Work to be completed ▸ Copy out each line of the data below in which "into" appears.

[Opening Dataset records section]

//! Amount token normalization
//!
//! Accepts tokens such as `500`, `₹1,200`, `Rs.2500`, `1.5k`, `2L` or
//! `3lakh` and turns them into a strictly positive [`Decimal`].

use once_cell::sync::OnceCell;
use regex::Regex;
use rust_decimal::Decimal;
use std::str::FromStr;

const THOUSAND: Decimal = Decimal::from_parts(1_000, 0, 0, false, 0);
const LAKH: Decimal = Decimal::from_parts(100_000, 0, 0, false, 0);

/// Largest accepted amount, 10^15
pub const MAX_AMOUNT: Decimal = Decimal::from_parts(2_764_472_320, 232_830, 0, false, 0);

/// Parse a single token into a positive amount.
///
/// Returns `None` for anything that is not a finite number greater than zero
/// and at most [`MAX_AMOUNT`] once currency symbols and digit-group commas
/// are removed.
pub fn parse_amount(token: &str) -> Option<Decimal> {
    static CURRENCY: OnceCell<Regex> = OnceCell::new();
    let currency_regex = CURRENCY.get_or_init(|| {
        Regex::new(r"(?i)^(?:₹|\$|rs\.?)\s*|\s*(?:₹|\$|rs\.?)$").unwrap()
    });

    static NUMBER: OnceCell<Regex> = OnceCell::new();
    let number_regex = NUMBER.get_or_init(|| {
        Regex::new(r"(?i)^([0-9]+(?:\.[0-9]+)?|\.[0-9]+)(k|lakhs?|lacs?|l)?$").unwrap()
    });

    let without_commas = token.trim().replace(',', "");
    let cleaned = currency_regex.replace_all(&without_commas, "");

    let caps = number_regex.captures(&cleaned)?;
    let digits = caps.get(1)?.as_str();
    let number = if digits.starts_with('.') {
        Decimal::from_str(&format!("0{}", digits)).ok()?
    } else {
        Decimal::from_str(digits).ok()?
    };

    let multiplier = match caps.get(2).map(|m| m.as_str().to_lowercase()) {
        Some(suffix) if suffix == "k" => THOUSAND,
        Some(_) => LAKH,
        None => Decimal::ONE,
    };

    let value = number.checked_mul(multiplier)?.normalize();
    if value > Decimal::ZERO && value <= MAX_AMOUNT {
        Some(value)
    } else {
        None
    }
}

[Closing Dataset records section]

Your solution ▸
//! `3lakh` and turns them into a strictly positive [`Decimal`].
/// Parse a single token into a positive amount.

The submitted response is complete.